È  allora che c’è la possibilità di parlare di Dio sempre con molta delicatezza e di dire qualcosa a delle  madri che gridando di dolore e in lacrime che chiedono perché, perché Dio la stava punendo così, cosa aveva fatto di male, lei che aveva sempre aiutato gli altri, che si era sempre messa a disposizione dei più deboli, che andava sempre in “chiesa”…perché ora Dio le aveva portato via il suo amato figlio, dopo  sofferenza inenarrabili?

Nessuno di noi ovviamente ha risposte certe e preconfezionate a queste domande e ringrazio Dio perché la difficoltà di quelle circostanze ci fa’ capire ancora meglio quanto poco noi possiamo fare se non esserci e stare con loro.

Impariamo a stare vicino ai malati, ai poveri, ai disperati, a chi a perso tutto o a chi sta cercando le risposte che non arrivano da una vita monotona, tormentate e senza speranze, insomma impariamo a stare vicino agli ultimi degli ultimi. La conferma che il messaggio dell’esserci è più forte di tante parole ci arriva da un semplice sorriso o nel caso di quei bambini, malati terminali,  da i sorrisi e dai gesti dei bambini e ei loro genitori , anche quando i bambini cessano la loro vita su questa terra.

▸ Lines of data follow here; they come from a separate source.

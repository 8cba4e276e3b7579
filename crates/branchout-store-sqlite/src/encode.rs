//! Encoding and decoding helpers between Rust domain types and the plain-text
//! representations stored in SQLite columns.
//!
//! All timestamps are stored as fixed-width RFC 3339 strings (microsecond
//! precision, `Z` suffix) so they sort lexically.

use chrono::{DateTime, SecondsFormat, SubsecRound as _, Utc};
use branchout_core::{
  prompt::{Prompt, PromptKind},
  tag::TagKind,
};

use crate::{Error, Result};

// ─── DateTime<Utc>
// ────────────────────────────────────────────────────────────

/// The current time at the precision the store keeps.
pub fn now() -> DateTime<Utc> { Utc::now().trunc_subsecs(6) }

pub fn encode_dt(dt: DateTime<Utc>) -> String {
  dt.to_rfc3339_opts(SecondsFormat::Micros, true)
}

pub fn decode_dt(s: &str) -> Result<DateTime<Utc>> {
  DateTime::parse_from_rfc3339(s)
    .map(|dt| dt.with_timezone(&Utc))
    .map_err(|e| Error::DateParse(e.to_string()))
}

// ─── PromptKind
// ───────────────────────────────────────────────────────────────

pub fn encode_prompt_kind(k: PromptKind) -> &'static str { k.into() }

pub fn decode_prompt_kind(s: &str) -> Result<PromptKind> {
  s.parse()
    .map_err(|_| branchout_core::Error::UnknownPromptKind(s.to_owned()).into())
}

// ─── TagKind ─────────────────────────────────────────────────────────────────

/// Table names backing one tag vocabulary.
#[derive(Debug, Clone, Copy)]
pub struct TagTables {
  /// The vocabulary table (`id`, `name`).
  pub table: &'static str,
  /// The student join table.
  pub join:  &'static str,
  /// The join table's foreign key into `table`.
  pub fk:    &'static str,
}

pub fn tag_tables(kind: TagKind) -> TagTables {
  match kind {
    TagKind::Interest => TagTables {
      table: "interests",
      join:  "student_interests",
      fk:    "interest_id",
    },
    TagKind::Club => TagTables {
      table: "clubs",
      join:  "student_clubs",
      fk:    "club_id",
    },
    TagKind::Language => TagTables {
      table: "languages",
      join:  "student_languages",
      fk:    "language_id",
    },
  }
}

// ─── Row types ───────────────────────────────────────────────────────────────

/// Raw values read directly from a `prompts` row.
pub struct RawPrompt {
  pub id:         i64,
  pub text:       String,
  pub kind:       String,
  pub created_by: i64,
  pub created_at: String,
}

impl RawPrompt {
  pub const COLUMNS: &'static str = "id, text, kind, created_by, created_at";

  pub fn from_row(row: &rusqlite::Row<'_>) -> rusqlite::Result<Self> {
    Ok(RawPrompt {
      id:         row.get(0)?,
      text:       row.get(1)?,
      kind:       row.get(2)?,
      created_by: row.get(3)?,
      created_at: row.get(4)?,
    })
  }

  pub fn into_prompt(self) -> Result<Prompt> {
    Ok(Prompt {
      id:         self.id,
      text:       self.text,
      kind:       decode_prompt_kind(&self.kind)?,
      created_by: self.created_by,
      created_at: decode_dt(&self.created_at)?,
    })
  }
}
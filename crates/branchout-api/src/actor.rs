//! The student a request acts for.
//!
//! A host that authenticates requests inserts [`SessionStudent`] into the
//! request extensions before they reach the API router. Handlers then take
//! the acting student from there; ids in the body or query may only repeat
//! it. Without the extension the router trusts the ids it is given.

use std::convert::Infallible;

use axum::{extract::FromRequestParts, http::request::Parts};
use branchout_core::student::StudentId;

use crate::error::ApiError;

/// Request extension naming the logged-in student.
#[derive(Debug, Clone, Copy, PartialEq, Eq)]
pub struct SessionStudent(pub StudentId);

/// Extractor over the optional [`SessionStudent`] extension.
#[derive(Debug, Clone, Copy)]
pub struct Actor(pub Option<StudentId>);

impl<S: Send + Sync> FromRequestParts<S> for Actor {
  type Rejection = Infallible;

  async fn from_request_parts(parts: &mut Parts, _state: &S) -> Result<Self, Infallible> {
    Ok(Actor(parts.extensions.get::<SessionStudent>().map(|s| s.0)))
  }
}

impl Actor {
  /// The student `field` refers to.
  ///
  /// With a session the supplied id is optional and must match the session
  /// student (403 otherwise). Without one it is required.
  pub fn resolve(self, supplied: Option<StudentId>, field: &str) -> Result<StudentId, ApiError> {
    match (self.0, supplied) {
      (Some(me), Some(id)) if id != me => Err(ApiError::Forbidden(format!(
        "{field} {id} is not the logged-in student"
      ))),
      (Some(me), _) => Ok(me),
      (None, Some(id)) => Ok(id),
      (None, None) => Err(ApiError::missing(field)),
    }
  }
}
//! Handlers for `/prompts` and `/candidates`.
//!
//! | Method | Path | Notes |
//! |--------|------|-------|
//! | `GET`  | `/prompts` | Every stored prompt, built-in and custom |
//! | `POST` | `/prompts` | Body: `{"text":"...","created_by":1}`; returns 201 |
//! | `POST` | `/candidates` | Body: `{"student_id":1,"prompt_type":"same_faculty"}` |
//!
//! `created_by` and `student_id` default to the logged-in student, if any.

use std::sync::Arc;

use axum::{
  Json,
  extract::State,
  http::StatusCode,
  response::IntoResponse,
};
use branchout_core::{
  prompt::{Prompt, PromptKind},
  store::DirectoryStore,
  student::{StudentId, StudentProfile},
};
use serde::{Deserialize, Serialize};

use crate::{actor::Actor, error::ApiError};

/// `GET /prompts`
pub async fn list<S: DirectoryStore>(
  State(store): State<Arc<S>>,
) -> Result<Json<Vec<Prompt>>, ApiError> {
  Ok(Json(store.list_prompts().await.map_err(ApiError::store)?))
}

#[derive(Debug, Deserialize)]
pub struct CreateBody {
  pub text:       Option<String>,
  pub created_by: Option<StudentId>,
}

/// `POST /prompts`
pub async fn create<S: DirectoryStore>(
  State(store): State<Arc<S>>,
  actor: Actor,
  Json(body): Json<CreateBody>,
) -> Result<impl IntoResponse, ApiError> {
  let text = body.text.ok_or_else(|| ApiError::missing("text"))?;
  let created_by = actor.resolve(body.created_by, "created_by")?;

  let prompt = store
    .create_prompt(text, created_by)
    .await
    .map_err(ApiError::store)?;
  tracing::info!(prompt_id = prompt.id, created_by, "custom prompt created");
  Ok((StatusCode::CREATED, Json(prompt)))
}

// ─── Candidates ───────────────────────────────────────────────────────────────

#[derive(Debug, Deserialize)]
pub struct CandidatesBody {
  pub student_id:  Option<StudentId>,
  /// Built-in tag; anything unrecognised is treated as a custom prompt.
  #[serde(default)]
  pub prompt_type: String,
}

#[derive(Debug, Serialize)]
pub struct CandidatesResponse {
  pub prompt_type: PromptKind,
  /// The built-in question text, if any.
  pub prompt_text: Option<&'static str>,
  pub candidates:  Vec<StudentProfile>,
}

/// `POST /candidates`
pub async fn candidates<S: DirectoryStore>(
  State(store): State<Arc<S>>,
  actor: Actor,
  Json(body): Json<CandidatesBody>,
) -> Result<Json<CandidatesResponse>, ApiError> {
  let student_id = actor.resolve(body.student_id, "student_id")?;
  let kind = PromptKind::from_tag(&body.prompt_type);
  let candidates = store
    .candidates(student_id, kind)
    .await
    .map_err(ApiError::store)?;
  Ok(Json(CandidatesResponse {
    prompt_type: kind,
    prompt_text: kind.builtin_text(),
    candidates,
  }))
}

Quello che arriva alle persone che non conosci quando ci sei, quando sei lì a dare conforto è un messaggio di speranza che va aldilà di tutte le ricchezze di questa  vita terrena. Quando decidiamo di voler percorrere davvero un pezzo di strada con chi il Signore ci mette vicino, facciamo un esperienza di vita vissuta che ci rende parte integrante dell’evangelo!

Provate a rileggere i numerosi passi del Nuovo Testamento, riscoprendo quanto volte il Signore ci invita a fare azioni concrete che mostrino la nostra fede; uno fra tanti lo troviamo in 1Giovanni 3-18: “Figlioli, non amiamo a parole né con la lingua, ma con i fatti e in verità”.

Certo “amare con i fatti” implica una bella dose di sofferenza che ci viene richiesta di portare, ma credetemi ne vale la pena, non perché noi siamo bravi e abbiamo tanto da dare, ma perché il Signore ha tanto da insegnarci!